Floating wind, solar and tidal power plus battery storage or hydrogen/desalination
Floating wind turbines using vertical axis wind turbine technology can be designed to be conventionally stable and therefore safer at sea. This is because vertical axis wind turbines have the very heavy generator under the rotor, which lowers the vertical centre of gravity. As they used to say, 'an ounce at the top of the mast is a lb on the keel'.
The floating platform has deck space that can be usefully converted to solar power generation.
The superVAWT blade control technology has also been validated in water and has shown an increase in efficiency over conventional turbines. It is also possible to implement variable swept area technology.

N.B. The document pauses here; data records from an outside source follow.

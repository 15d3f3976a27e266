//! Lazy LOB handles for BLOB and CLOB style columns.
//!
//! A handle holds the reader borrow and opens its source on first use.
//! Categories the engine streams are read through the engine stream; any
//! other category is materialized and served from memory. Whatever stream is
//! open is closed when the handle is closed or dropped.

use std::io::SeekFrom;

use bytes::Bytes;

use crate::engine::{NativeByteStream, NativeCharStream, NativeResultSet};
use crate::error::{Error, Result};
use crate::types::SqlTypeCode;

use super::byte_stream::ByteStream;
use super::memory::MemorySource;
use super::text::TextReader;

/// Fresh byte source over a cell, or `None` for NULL.
///
/// The fetch comes first and `was_null` decides; a stream the engine handed
/// out for a NULL cell is closed.
pub(crate) fn byte_source(
    rs: &mut dyn NativeResultSet,
    sql_type: SqlTypeCode,
    column: usize,
) -> Result<Option<NativeByteStream>> {
    if sql_type.is_byte_streamed() {
        let stream = rs.get_binary_stream(column)?;
        if rs.was_null()? {
            if let Some(mut s) = stream {
                s.close()?;
            }
            return Ok(None);
        }
        return Ok(stream);
    }
    let value = rs.get_bytes(column)?;
    if rs.was_null()? {
        return Ok(None);
    }
    Ok(value.map(|b| Box::new(MemorySource::new(b)) as NativeByteStream))
}

/// Character counterpart of [`byte_source`].
pub(crate) fn char_source(
    rs: &mut dyn NativeResultSet,
    sql_type: SqlTypeCode,
    column: usize,
) -> Result<Option<NativeCharStream>> {
    if sql_type.is_char_streamed() {
        let stream = rs.get_character_stream(column)?;
        if rs.was_null()? {
            if let Some(mut s) = stream {
                s.close()?;
            }
            return Ok(None);
        }
        return Ok(stream);
    }
    let value = rs.get_string(column)?;
    if rs.was_null()? {
        return Ok(None);
    }
    Ok(value.map(|s| Box::new(MemorySource::from_text(&s)) as NativeCharStream))
}

/// Binary large object in the current row.
pub struct Blob<'r> {
    rs: &'r mut dyn NativeResultSet,
    /// Engine (1-based) column.
    column: usize,
    sql_type: SqlTypeCode,
    name: String,
    chunk_size: usize,
    stream: Option<ByteStream<'r>>,
}

impl<'r> Blob<'r> {
    pub(crate) fn new(
        rs: &'r mut dyn NativeResultSet,
        column: usize,
        sql_type: SqlTypeCode,
        name: impl Into<String>,
        chunk_size: usize,
    ) -> Self {
        Self {
            rs,
            column,
            sql_type,
            name: name.into(),
            chunk_size,
            stream: None,
        }
    }

    fn source(&mut self) -> Result<NativeByteStream> {
        let source = byte_source(&mut *self.rs, self.sql_type, self.column)?;
        tracing::debug!(column = self.column, sql_type = %self.sql_type, "blob.open");
        source.ok_or_else(|| Error::NullValue {
            column: self.name.clone(),
        })
    }

    fn release(&mut self) -> Result<()> {
        match self.stream.take() {
            Some(s) => s.close(),
            None => Ok(()),
        }
    }

    fn reopen(&mut self) -> Result<&mut ByteStream<'r>> {
        self.release()?;
        let fresh = ByteStream::new(self.source()?);
        Ok(self.stream.insert(fresh))
    }

    /// Stream over the value, opened on first call.
    pub fn stream(&mut self) -> Result<&mut ByteStream<'r>> {
        let stream = match self.stream.take() {
            Some(s) => s,
            None => ByteStream::new(self.source()?),
        };
        Ok(self.stream.insert(stream))
    }

    /// Whole value, read in one pass.
    pub fn read_all(&mut self) -> Result<Bytes> {
        self.release()?;
        let mut once = ByteStream::one_shot(self.source()?);
        let all = once.read_remaining(self.chunk_size)?;
        once.close()?;
        Ok(all)
    }

    /// Read into `buf` starting at byte `offset` of the value. Short at the
    /// end of the value.
    pub fn read_at(&mut self, offset: u64, buf: &mut [u8]) -> Result<usize> {
        let rewindable = match self.stream.as_ref() {
            Some(s) => s.position() <= offset || s.can_seek(),
            None => false,
        };
        let stream = if rewindable {
            self.stream()?
        } else {
            self.reopen()?
        };
        if stream.position() != offset {
            let target = SeekFrom::Start(offset);
            let landed = match stream.seek_units(target) {
                Ok(p) => p,
                Err(Error::Unsupported { .. }) => self.reopen()?.seek_units(target)?,
                Err(e) => return Err(e),
            };
            if landed < offset {
                return Ok(0);
            }
        }
        self.stream()?.read_fully(buf)
    }

    /// Length in bytes, found by draining a fresh stream.
    pub fn length(&mut self) -> Result<u64> {
        self.release()?;
        let mut once = ByteStream::one_shot(self.source()?);
        let length = once.skip(u64::MAX)?;
        once.close()?;
        Ok(length)
    }

    /// Close the open stream, if any.
    pub fn close(mut self) -> Result<()> {
        self.release()
    }
}

/// Character large object in the current row.
pub struct Clob<'r> {
    rs: &'r mut dyn NativeResultSet,
    /// Engine (1-based) column.
    column: usize,
    sql_type: SqlTypeCode,
    name: String,
    chunk_size: usize,
    pushback_capacity: usize,
    reader: Option<TextReader<'r>>,
}

impl<'r> Clob<'r> {
    pub(crate) fn new(
        rs: &'r mut dyn NativeResultSet,
        column: usize,
        sql_type: SqlTypeCode,
        name: impl Into<String>,
        chunk_size: usize,
        pushback_capacity: usize,
    ) -> Self {
        Self {
            rs,
            column,
            sql_type,
            name: name.into(),
            chunk_size,
            pushback_capacity,
            reader: None,
        }
    }

    fn source(&mut self) -> Result<NativeCharStream> {
        let source = char_source(&mut *self.rs, self.sql_type, self.column)?;
        tracing::debug!(column = self.column, sql_type = %self.sql_type, "clob.open");
        source.ok_or_else(|| Error::NullValue {
            column: self.name.clone(),
        })
    }

    fn release(&mut self) -> Result<()> {
        match self.reader.take() {
            Some(r) => r.close(),
            None => Ok(()),
        }
    }

    /// Fresh single-pass reader; any open reader is closed first.
    fn one_pass(&mut self) -> Result<TextReader<'r>> {
        self.release()?;
        let source = self.source()?;
        TextReader::one_shot(source, self.pushback_capacity)
    }

    /// Reader over the value, opened on first call.
    pub fn reader(&mut self) -> Result<&mut TextReader<'r>> {
        let reader = match self.reader.take() {
            Some(r) => r,
            None => TextReader::new(self.source()?, self.pushback_capacity)?,
        };
        Ok(self.reader.insert(reader))
    }

    /// Whole value, read in one pass.
    pub fn read_to_string(&mut self) -> Result<String> {
        let mut once = self.one_pass()?;
        let text = once.read_to_string(self.chunk_size)?;
        once.close()?;
        Ok(text)
    }

    /// Up to `len` characters starting at character `offset`.
    pub fn substring(&mut self, offset: u64, len: usize) -> Result<String> {
        let mut once = self.one_pass()?;
        let mut out = String::with_capacity(len);
        if once.skip(offset)? == offset {
            for _ in 0..len {
                match once.read_char()? {
                    Some(c) => out.push(c),
                    None => break,
                }
            }
        }
        once.close()?;
        Ok(out)
    }

    /// Length in characters, found by draining a fresh reader.
    pub fn length(&mut self) -> Result<u64> {
        let mut once = self.one_pass()?;
        let length = once.skip(u64::MAX)?;
        once.close()?;
        Ok(length)
    }

    /// Close the open reader, if any.
    pub fn close(mut self) -> Result<()> {
        self.release()
    }
}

This is where a second blade is nested inside the blade. In times of low flow, the second blade is extended to increase energy capture. This has been modelled to increase annual energy capture by 70% in tidal stream applications. The floating platform could have tidal superVAWT turbines fitted in appropriate sites.
There are a number of battery storage technologies that could be installed on the platform depending on the requirements of the site.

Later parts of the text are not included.